If you have a Google account, you have 15 GB of free cloud storage you can use between Google Drive, Gmail, and Google+ Photos. A Google account is handy to use as cloud storage for your photos, especially if you don’t really use Google Drive or Gmail. If you’d like a Google account or an additional one, sign up here.
To get started, download Google+ Auto Backup. As you’re setting up the program, it will ask you to sign in to your Google account. You can change the settings for where your pictures are located on your computer but the default settings should work for most people. Under “Full size” in the “Photo size” section, you can see how much cloud storage you’re currently using. Specify if you’d like to upload your photos at full size or standard size (see below for more info about what this means).
Finally, click “Start Backup” and the Auto Backup will begin.
Full Size vs. Standard Size
If you choose standard size in the Auto Backup settings, your photos will be re-sized so that the longest edge of the photo is no longer than 2048 pixels. Photos stored at standard size do not count against your cloud storage limit, which effectively gives you unlimited storage.
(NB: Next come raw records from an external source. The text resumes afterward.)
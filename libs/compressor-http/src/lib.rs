#![cfg_attr(coverage_nightly, feature(coverage_attribute))]
#![warn(warnings)]

//! Retrying HTTP transport for remote compression services
//!
//! This crate provides a hyper-based transport with:
//! - TLS via rustls (HTTPS only by default), with an optional pinned CA bundle
//! - Per-call immutable options: base endpoint, credentials, trust profile,
//!   deadline and cancellation
//! - One retry by default after a fixed 500 ms pause, on connection failures
//!   and 5xx responses, for every method
//! - Response header parsing and a shared `compression-count` counter
//! - A closed error taxonomy with a pure status to error-kind mapping
//!
//! # Example
//!
//! ```ignore
//! use compressor_http::{Credentials, RequestBody, RequestOptions, TlsProfile, Transport};
//!
//! let transport = Transport::builder().ca_bundle("/etc/compressor/cacert.pem").build()?;
//! let options = RequestOptions::new(compressor_http::API_ENDPOINT)
//!     .credentials(Credentials::basic("api", key))
//!     .tls(TlsProfile::Pinned);
//!
//! let response = transport
//!     .request(Method::POST, "/shrink", RequestBody::Raw(bytes), &options)
//!     .await?;
//! println!("count: {}", transport.counter().get());
//! ```

mod builder;
mod client;
mod config;
mod counter;
mod error;
mod headers;
mod layers;
mod request;
mod response;
mod tls;

pub use builder::TransportBuilder;
pub use client::Transport;
pub use config::{
    API_ENDPOINT, DEFAULT_MAX_RETRIES, DEFAULT_RETRY_DELAY, DEFAULT_USER_AGENT, RetryConfig,
    RetryTrigger, TlsRootConfig, TransportConfig, TransportSecurity, WEB_ENDPOINT,
};
pub use counter::CompressionCounter;
pub use error::{BoxError, ErrorClass, ErrorDetail, HttpError, PARSE_ERROR_CODE, RemoteErrorKind};
pub use headers::{COMPRESSION_COUNT_HEADER, Headers, IntoHeaders, parse_headers};
pub use layers::{
    CompressionCountLayer, CompressionCountService, DefaultHeadersLayer, DefaultHeadersService,
    RetryLayer, RetryService,
};
pub use request::{Credentials, RequestBody, RequestOptions, TlsProfile, resolve_url};
pub use response::{ApiResponse, ResponseBody};

/// Re-exported so callers can build methods without depending on `http`
pub use http::Method;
In Windows, there is a quick way you can see if you have any photos that are have an edge longer than than 2048 pixels:
- Click on the Start circle and click on “Pictures”
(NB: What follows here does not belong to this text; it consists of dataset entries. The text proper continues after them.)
use crate::config::TransportSecurity;
use crate::error::HttpError;
use base64::Engine;
use base64::engine::general_purpose;
use bytes::Bytes;
use http::header::{AUTHORIZATION, CONTENT_TYPE};
use http::{HeaderValue, Method, Request};
use http_body_util::Full;
use serde::Serialize;
use std::fmt;
use std::time::Duration;
use tokio_util::sync::CancellationToken;
use zeroize::Zeroizing;

/// Request payload
#[derive(Clone, Debug, Default)]
pub enum RequestBody {
    #[default]
    Empty,
    /// Raw bytes, sent as-is without a content type
    Raw(Bytes),
    /// Serialized JSON record, sent with `Content-Type: application/json`
    Json(Bytes),
    /// Pre-encoded payload with an explicit content type
    Encoded { content_type: String, data: Bytes },
}

impl RequestBody {
    /// Serialize a record as a JSON body
    ///
    /// # Errors
    /// Returns `HttpError::Json` if serialization fails
    pub fn json<T: Serialize + ?Sized>(value: &T) -> Result<Self, HttpError> {
        Ok(Self::Json(Bytes::from(serde_json::to_vec(value)?)))
    }

    /// Size of the encoded payload in bytes
    #[must_use]
    pub fn len(&self) -> usize {
        match self {
            Self::Empty => 0,
            Self::Raw(data) | Self::Json(data) | Self::Encoded { data, .. } => data.len(),
        }
    }

    #[must_use]
    pub fn is_empty(&self) -> bool {
        self.len() == 0
    }

    fn content_type(&self) -> Option<&str> {
        match self {
            Self::Json(_) => Some("application/json"),
            Self::Encoded { content_type, .. } => Some(content_type),
            Self::Empty | Self::Raw(_) => None,
        }
    }

    fn into_bytes(self) -> Bytes {
        match self {
            Self::Empty => Bytes::new(),
            Self::Raw(data) | Self::Json(data) | Self::Encoded { data, .. } => data,
        }
    }
}

/// Credentials attached to a single request
#[derive(Clone)]
pub enum Credentials {
    /// `Authorization: Basic base64(user:password)`
    Basic {
        user: String,
        password: Zeroizing<String>,
    },
    /// `Authorization: Bearer <token>`
    Bearer(Zeroizing<String>),
}

impl Credentials {
    #[must_use]
    pub fn basic(user: impl Into<String>, password: impl Into<String>) -> Self {
        Self::Basic {
            user: user.into(),
            password: Zeroizing::new(password.into()),
        }
    }

    #[must_use]
    pub fn bearer(token: impl Into<String>) -> Self {
        Self::Bearer(Zeroizing::new(token.into()))
    }

    /// Render the `Authorization` header value
    ///
    /// # Errors
    /// Returns `HttpError::InvalidHeaderValue` if the encoded value is not a valid header
    pub fn header_value(&self) -> Result<HeaderValue, HttpError> {
        // Intermediates are scrubbed on drop
        let rendered = match self {
            Self::Basic { user, password } => {
                let pair = Zeroizing::new(format!("{user}:{}", password.as_str()));
                let encoded = Zeroizing::new(general_purpose::STANDARD.encode(pair.as_bytes()));
                Zeroizing::new(format!("Basic {}", encoded.as_str()))
            }
            Self::Bearer(token) => Zeroizing::new(format!("Bearer {}", token.as_str())),
        };
        let mut value = HeaderValue::from_str(&rendered)?;
        value.set_sensitive(true);
        Ok(value)
    }
}

impl fmt::Debug for Credentials {
    fn fmt(&self, f: &mut fmt::Formatter<'_>) -> fmt::Result {
        match self {
            Self::Basic { user, .. } => f
                .debug_struct("Basic")
                .field("user", user)
                .field("password", &"[REDACTED]")
                .finish(),
            Self::Bearer(_) => f.debug_tuple("Bearer").field(&"[REDACTED]").finish(),
        }
    }
}

/// Trust store used for a request's TLS handshake
#[derive(Debug, Clone, Copy, Default, PartialEq, Eq)]
pub enum TlsProfile {
    /// Platform or webpki roots, per [`TlsRootConfig`](crate::TlsRootConfig)
    #[default]
    Default,
    /// Only the configured CA bundle
    Pinned,
}

/// Immutable per-call options
///
/// Built fresh for every request so nothing set for one call can leak into
/// the next.
#[derive(Debug, Clone, Default)]
pub struct RequestOptions {
    /// Base endpoint prefixed to relative targets
    pub base_url: String,
    pub credentials: Option<Credentials>,
    pub tls: TlsProfile,
    /// Deadline for the whole call, retries included
    pub timeout: Option<Duration>,
    pub cancel: Option<CancellationToken>,
}

impl RequestOptions {
    #[must_use]
    pub fn new(base_url: impl Into<String>) -> Self {
        Self {
            base_url: base_url.into(),
            ..Self::default()
        }
    }

    #[must_use]
    pub fn credentials(mut self, credentials: Credentials) -> Self {
        self.credentials = Some(credentials);
        self
    }

    #[must_use]
    pub fn tls(mut self, tls: TlsProfile) -> Self {
        self.tls = tls;
        self
    }

    #[must_use]
    pub fn timeout(mut self, timeout: Duration) -> Self {
        self.timeout = Some(timeout);
        self
    }

    #[must_use]
    pub fn cancel_token(mut self, token: CancellationToken) -> Self {
        self.cancel = Some(token);
        self
    }
}

fn has_scheme_prefix(url: &str, scheme: &str) -> bool {
    url.get(..scheme.len())
        .is_some_and(|prefix| prefix.eq_ignore_ascii_case(scheme))
}

/// Resolve a request target against the base endpoint.
///
/// Targets starting with `https:` are used verbatim; with insecure HTTP
/// allowed, so are `http:` targets. Anything else is appended to `base`.
#[must_use]
pub fn resolve_url(base: &str, target: &str, transport: TransportSecurity) -> String {
    let absolute = has_scheme_prefix(target, "https:")
        || (transport == TransportSecurity::AllowInsecureHttp
            && has_scheme_prefix(target, "http:"));
    if absolute {
        target.to_owned()
    } else {
        format!("{base}{target}")
    }
}

/// Parse a resolved URL and check its scheme against the transport mode.
fn validate_url(url: &str, transport: TransportSecurity) -> Result<http::Uri, HttpError> {
    let uri: http::Uri = url.parse().map_err(|e: http::uri::InvalidUri| HttpError::InvalidUri {
        url: url.to_owned(),
        reason: e.to_string(),
    })?;

    if uri.authority().is_none() {
        return Err(HttpError::InvalidUri {
            url: url.to_owned(),
            reason: "missing host/authority".to_owned(),
        });
    }

    match uri.scheme_str() {
        Some("https") => Ok(uri),
        Some("http") => match transport {
            TransportSecurity::AllowInsecureHttp => Ok(uri),
            TransportSecurity::TlsOnly => Err(HttpError::InvalidScheme {
                scheme: "http".to_owned(),
                reason: "HTTPS required (transport security is TlsOnly)".to_owned(),
            }),
        },
        Some(scheme) => Err(HttpError::InvalidScheme {
            scheme: scheme.to_owned(),
            reason: "only http:// and https:// schemes are supported".to_owned(),
        }),
        None => Err(HttpError::InvalidUri {
            url: url.to_owned(),
            reason: "missing scheme".to_owned(),
        }),
    }
}

/// Assemble the outbound request for one call.
///
/// # Errors
/// Returns an error if the URL is invalid for the transport mode or a header
/// value cannot be encoded
pub fn build_request(
    method: Method,
    url: &str,
    body: RequestBody,
    credentials: Option<&Credentials>,
    transport: TransportSecurity,
) -> Result<Request<Full<Bytes>>, HttpError> {
    let uri = validate_url(url, transport)?;
    let mut builder = Request::builder().method(method).uri(uri);

    if let Some(content_type) = body.content_type() {
        builder = builder.header(CONTENT_TYPE, HeaderValue::from_str(content_type)?);
    }
    if let Some(credentials) = credentials {
        builder = builder.header(AUTHORIZATION, credentials.header_value()?);
    }

    Ok(builder.body(Full::new(body.into_bytes()))?)
}

#[cfg(test)]
#[cfg_attr(coverage_nightly, coverage(off))]
mod tests {
    use super::*;
    use http_body_util::BodyExt;
    use serde_json::json;

    #[test]
    fn test_resolve_relative_target() {
        assert_eq!(
            resolve_url("https://tinypng.com/web", "/shrink", TransportSecurity::TlsOnly),
            "https://tinypng.com/web/shrink"
        );
    }

    #[test]
    fn test_resolve_absolute_https_target() {
        let target = "https://api.tinify.com/output/abc";
        assert_eq!(
            resolve_url("https://tinypng.com/web", target, TransportSecurity::TlsOnly),
            target
        );
        assert_eq!(
            resolve_url("https://x", "HTTPS://Example.com/a", TransportSecurity::TlsOnly),
            "HTTPS://Example.com/a"
        );
    }

    #[test]
    fn test_resolve_http_target_depends_on_transport() {
        let target = "http://127.0.0.1:9000/output";
        assert_eq!(
            resolve_url("https://base", target, TransportSecurity::TlsOnly),
            format!("https://base{target}")
        );
        assert_eq!(
            resolve_url("https://base", target, TransportSecurity::AllowInsecureHttp),
            target
        );
    }

    #[test]
    fn test_basic_credentials_header() {
        let value = Credentials::basic("api", "secret-key").header_value().unwrap();
        let expected = format!(
            "Basic {}",
            general_purpose::STANDARD.encode("api:secret-key")
        );
        assert_eq!(value.to_str().unwrap(), expected);
        assert!(value.is_sensitive());
    }

    #[test]
    fn test_bearer_credentials_header() {
        let value = Credentials::bearer("tok").header_value().unwrap();
        assert_eq!(value.to_str().unwrap(), "Bearer tok");
    }

    #[test]
    fn test_credentials_debug_redacted() {
        let debug = format!("{:?}", Credentials::basic("api", "secret-key"));
        assert!(debug.contains("api"));
        assert!(!debug.contains("secret-key"));

        let debug = format!("{:?}", Credentials::bearer("tok-123"));
        assert!(!debug.contains("tok-123"));
    }

    #[test]
    fn test_options_default_is_anonymous() {
        let options = RequestOptions::new("https://tinypng.com/web");
        assert!(options.credentials.is_none());
        assert_eq!(options.tls, TlsProfile::Default);
        assert!(options.timeout.is_none());
        assert!(options.cancel.is_none());
    }

    #[tokio::test]
    async fn test_build_request_json_body() {
        let body = RequestBody::json(&json!({"source": {"url": "https://x/y.png"}})).unwrap();
        let req = build_request(
            Method::POST,
            "https://tinypng.com/web/shrink",
            body,
            None,
            TransportSecurity::TlsOnly,
        )
        .unwrap();

        assert_eq!(req.headers()[CONTENT_TYPE], "application/json");
        assert!(req.headers().get(AUTHORIZATION).is_none());
        let bytes = req.into_body().collect().await.unwrap().to_bytes();
        assert_eq!(bytes.as_ref(), br#"{"source":{"url":"https://x/y.png"}}"#);
    }

    #[test]
    fn test_build_request_raw_body_has_no_content_type() {
        let req = build_request(
            Method::POST,
            "https://api.tinify.com/shrink",
            RequestBody::Raw(Bytes::from_static(b"\x89PNG")),
            Some(&Credentials::basic("api", "k")),
            TransportSecurity::TlsOnly,
        )
        .unwrap();

        assert!(req.headers().get(CONTENT_TYPE).is_none());
        assert!(req.headers().get(AUTHORIZATION).is_some());
    }

    #[test]
    fn test_build_request_encoded_body() {
        let body = RequestBody::Encoded {
            content_type: "multipart/form-data; boundary=abc".to_owned(),
            data: Bytes::from_static(b"--abc--\r\n"),
        };
        assert_eq!(body.len(), 9);

        let req = build_request(
            Method::POST,
            "https://api.ilovepdf.com/v1/upload",
            body,
            None,
            TransportSecurity::TlsOnly,
        )
        .unwrap();
        assert_eq!(
            req.headers()[CONTENT_TYPE],
            "multipart/form-data; boundary=abc"
        );
    }

    #[test]
    fn test_http_rejected_with_tls_only() {
        let err = build_request(
            Method::GET,
            "http://example.com/test",
            RequestBody::Empty,
            None,
            TransportSecurity::TlsOnly,
        )
        .unwrap_err();

        match err {
            HttpError::InvalidScheme { scheme, reason } => {
                assert_eq!(scheme, "http");
                assert!(reason.contains("TlsOnly"));
            }
            other => panic!("Expected InvalidScheme error, got: {other:?}"),
        }
    }

    #[test]
    fn test_unsupported_scheme_rejected() {
        let err = build_request(
            Method::GET,
            "ftp://files.example.com/file.txt",
            RequestBody::Empty,
            None,
            TransportSecurity::AllowInsecureHttp,
        )
        .unwrap_err();
        assert!(matches!(err, HttpError::InvalidScheme { scheme, .. } if scheme == "ftp"));
    }

    #[test]
    fn test_relative_url_rejected() {
        let err = build_request(
            Method::GET,
            "example.com/test",
            RequestBody::Empty,
            None,
            TransportSecurity::AllowInsecureHttp,
        )
        .unwrap_err();
        assert!(matches!(err, HttpError::InvalidUri { .. }));
    }
}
- In the “Search Pictures” box in the upper right corner, type the following, without quotes: “Width: > 2048 OR Height: > 2048”
If you see a lot of photos here, you can select a photo and then hit “CTRL” and “A” on your computer to select all the photos and then click on the link in the lower left corner that says “Show more details…” At the bottom, in the “Size” field, you can see exactly how much storage space those photos take up.
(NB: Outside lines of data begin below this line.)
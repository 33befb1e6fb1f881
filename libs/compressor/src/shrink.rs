use crate::config::ShrinkConfig;
use crate::error::CompressorError;
use crate::fs::write_atomic;
use bytes::Bytes;
use compressor_http::{
    ApiResponse, CompressionCounter, Credentials, Method, RequestBody, RequestOptions,
    TlsProfile, Transport,
};
use serde_json::json;
use std::path::Path;

/// Payloads at or above this size must go through the authenticated API
pub const API_THRESHOLD: usize = 5_242_880;

const SHRINK_PATH: &str = "/shrink";

/// What to compress: uploaded bytes or a remote image the service fetches itself
#[derive(Debug, Clone, PartialEq, Eq)]
pub enum ShrinkSource {
    Bytes(Bytes),
    Url(String),
}

impl ShrinkSource {
    fn into_body(self) -> Result<RequestBody, CompressorError> {
        match self {
            Self::Bytes(data) => Ok(RequestBody::Raw(data)),
            Self::Url(url) => Ok(RequestBody::json(&json!({ "source": { "url": url } }))?),
        }
    }
}

struct Pending {
    response: ApiResponse,
    options: RequestOptions,
}

/// Client for the image "shrink" service.
///
/// Holds the response of the last successful [`compress`](Self::compress) so
/// the result can be fetched with [`to_buffer`](Self::to_buffer) or
/// [`to_file`](Self::to_file).
pub struct ShrinkClient {
    transport: Transport,
    config: ShrinkConfig,
    pending: Option<Pending>,
}

impl ShrinkClient {
    #[must_use]
    pub fn new(transport: Transport, config: ShrinkConfig) -> Self {
        Self {
            transport,
            config,
            pending: None,
        }
    }

    #[must_use]
    pub fn counter(&self) -> &CompressionCounter {
        self.transport.counter()
    }

    /// Response of the last successful upload, if any
    #[must_use]
    pub fn response(&self) -> Option<&ApiResponse> {
        self.pending.as_ref().map(|pending| &pending.response)
    }

    /// Pick endpoint, credentials and trust profile for a body of `len` bytes
    fn options_for(&self, len: usize) -> Result<RequestOptions, CompressorError> {
        if len < API_THRESHOLD {
            return Ok(RequestOptions::new(&self.config.web_endpoint));
        }
        if self.config.api_key.is_unusable() {
            return Err(CompressorError::EmptyKey { service: "TinyPng" });
        }
        Ok(RequestOptions::new(&self.config.api_endpoint)
            .credentials(Credentials::basic("api", self.config.api_key.expose()))
            .tls(TlsProfile::Pinned))
    }

    /// Upload `source` to the shrink endpoint.
    ///
    /// # Errors
    /// - [`CompressorError::EmptyKey`] for a large payload without a usable key,
    ///   raised before any network call
    /// - [`CompressorError::Http`] if the transport or the service fails
    #[tracing::instrument(name = "shrink.compress", skip_all)]
    pub async fn compress(&mut self, source: ShrinkSource) -> Result<&mut Self, CompressorError> {
        self.pending = None;

        let body = source.into_body()?;
        let options = self.options_for(body.len())?;
        tracing::debug!(
            size = body.len(),
            authenticated = options.credentials.is_some(),
            "uploading to shrink endpoint"
        );

        let response = self
            .transport
            .request(Method::POST, SHRINK_PATH, body, &options)
            .await?;
        self.pending = Some(Pending { response, options });
        Ok(self)
    }

    /// Download the compressed result.
    ///
    /// # Errors
    /// - [`CompressorError::ResponseNotFound`] if nothing was compressed yet or
    ///   the stored response carries no `location`
    /// - [`CompressorError::Http`] if the download fails
    pub async fn to_buffer(&self) -> Result<Bytes, CompressorError> {
        let pending = self
            .pending
            .as_ref()
            .ok_or(CompressorError::ResponseNotFound)?;
        let location = pending
            .response
            .location()
            .ok_or(CompressorError::ResponseNotFound)?;

        let result = self
            .transport
            .request(Method::GET, location, RequestBody::Empty, &pending.options)
            .await?;
        Ok(result.body)
    }

    /// Download the compressed result into `path`, replacing it atomically.
    ///
    /// # Errors
    /// Everything [`to_buffer`](Self::to_buffer) can fail with, plus
    /// [`CompressorError::Io`] if the file cannot be written.
    pub async fn to_file(&self, path: &Path) -> Result<u64, CompressorError> {
        let data = self.to_buffer().await?;
        Ok(write_atomic(path, data).await?)
    }
}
If you have enough space available on your Google account, it’s worth backing up your photos at full size. If not, consider backing them up at standard size instead. Another option is to purchase more space from Google if you’d like all of your photos backed up at full size.
Keep in mind, if you’re using the the latest version of the Google+ Android app on your phone or tablet, your mobile photos and videos are likely being backed up already. If the resolution is too high on those photos (or if the videos are longer than 15 minutes or have a higher resolution than 1080p), then they will count against your storage space.